I will be interested to find out this. Well, the West Virginia Chamber of Commerce has answers and solutions. The state's business community has been advocating for the enactment of specific reforms in our civil justice laws so West Virginia is no longer burdened with the blemish of being a "tort hell state"…no longer sidelined for new business investment….and no longer saddled by a lack of good paying, good benefit job opportunities. Our changes would send a clear and convincing signal that West Virginia is no longer heaven for lawsuit filers.

Employers large and small tell me every day about the problems and costs they are having associated with unnecessary and trumped up lawsuits. This situation is eating in to their ability to operate and employ West Virginians.

No one is benefiting from this situation, other than a small handful of trial lawyers. Mr. Peyton and his colleagues don't want any one to talk about this. Worse, they get downright mean when you talk about the need to change West Virginia's lawsuit climate. Don't take my word for it, just read Mr. Peyton's threatening remarks in the Daily Mail: "If Steve Roberts was to come to my office and call my oldest son, who practices law, unscrupulous, unethical and greedy, I'll punch him in the nose and throw him down the steps."

Frankly, it is a little disconcerting that the head of the state trial lawyers group is freely and publicly threatening me with assault and bodily harm.

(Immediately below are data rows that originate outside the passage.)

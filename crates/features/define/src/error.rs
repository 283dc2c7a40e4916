use std::borrow::Cow;
use uni_kernel::jsonc::JsoncError;

/// Failures of feature resolution. All of them abort the build.
#[uni_derive::uni_error]
pub enum DefineError {
    /// A project configuration file is missing or unreadable.
    #[error("Failed to read project file{}: {source}", format_context(.context))]
    Read { source: std::io::Error, context: Option<Cow<'static, str>> },

    /// A project configuration file is not valid JSON-with-comments.
    #[error("Failed to parse project file{}: {source}", format_context(.context))]
    Parse { source: JsoncError, context: Option<Cow<'static, str>> },

    /// `pages.json` parsed but has an unusable structure.
    #[error("Invalid pages.json{}: {message}", format_context(.context))]
    InvalidPages { message: Cow<'static, str>, context: Option<Cow<'static, str>> },

    /// Internal fallback for unexpected issues or logic errors.
    #[error("Internal define error{}: {message}", format_context(.context))]
    Internal { message: Cow<'static, str>, context: Option<Cow<'static, str>> },
}
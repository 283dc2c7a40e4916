//! JSON-with-comments parsing for project configuration files.
//!
//! `pages.json` and `manifest.json` are hand-edited and routinely carry `//`
//! comments, block comments and trailing commas. Parsing goes through `json5`,
//! which is a superset of that dialect.

use serde::de::DeserializeOwned;
use std::borrow::Cow;
use tracing::trace;

#[uni_derive::uni_error]
pub enum JsoncError {
    /// The text is not well-formed, or does not match the target type.
    #[error("Failed to parse JSONC{}: {source}", format_context(.context))]
    Parse { source: json5::Error, context: Option<Cow<'static, str>> },
}

/// Parses JSON-with-comments text into `T`.
///
/// # Errors
/// Returns [`JsoncError::Parse`] on malformed input or a shape mismatch.
pub fn parse_jsonc<T: DeserializeOwned>(text: &str) -> Result<T, JsoncError> {
    trace!(bytes = text.len(), "parsing JSONC");
    Ok(json5::from_str(text)?)
}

Are all trial lawyers petty and hostile? No. Most are honorable members of the bar who represent their clients with conviction and duty. Bottom line, the problem really isn't lawyers; the problem is our state's out of step laws and judicial decisions that are aiding a proliferation of lawsuits and plaguing small businesses with lawsuit fears and high legal costs.

So, we shouldn't be tossing around threats or being bombastic for the media. We should be bringing forward solutions to make West Virginia a better place for people to live, work and retire. That is what will get West Virginia out of the bottom of so many rankings and make a real difference in the lives of good, hard working and decent West Virginians.

Roberts is president of the West Virginia Chamber of Commerce.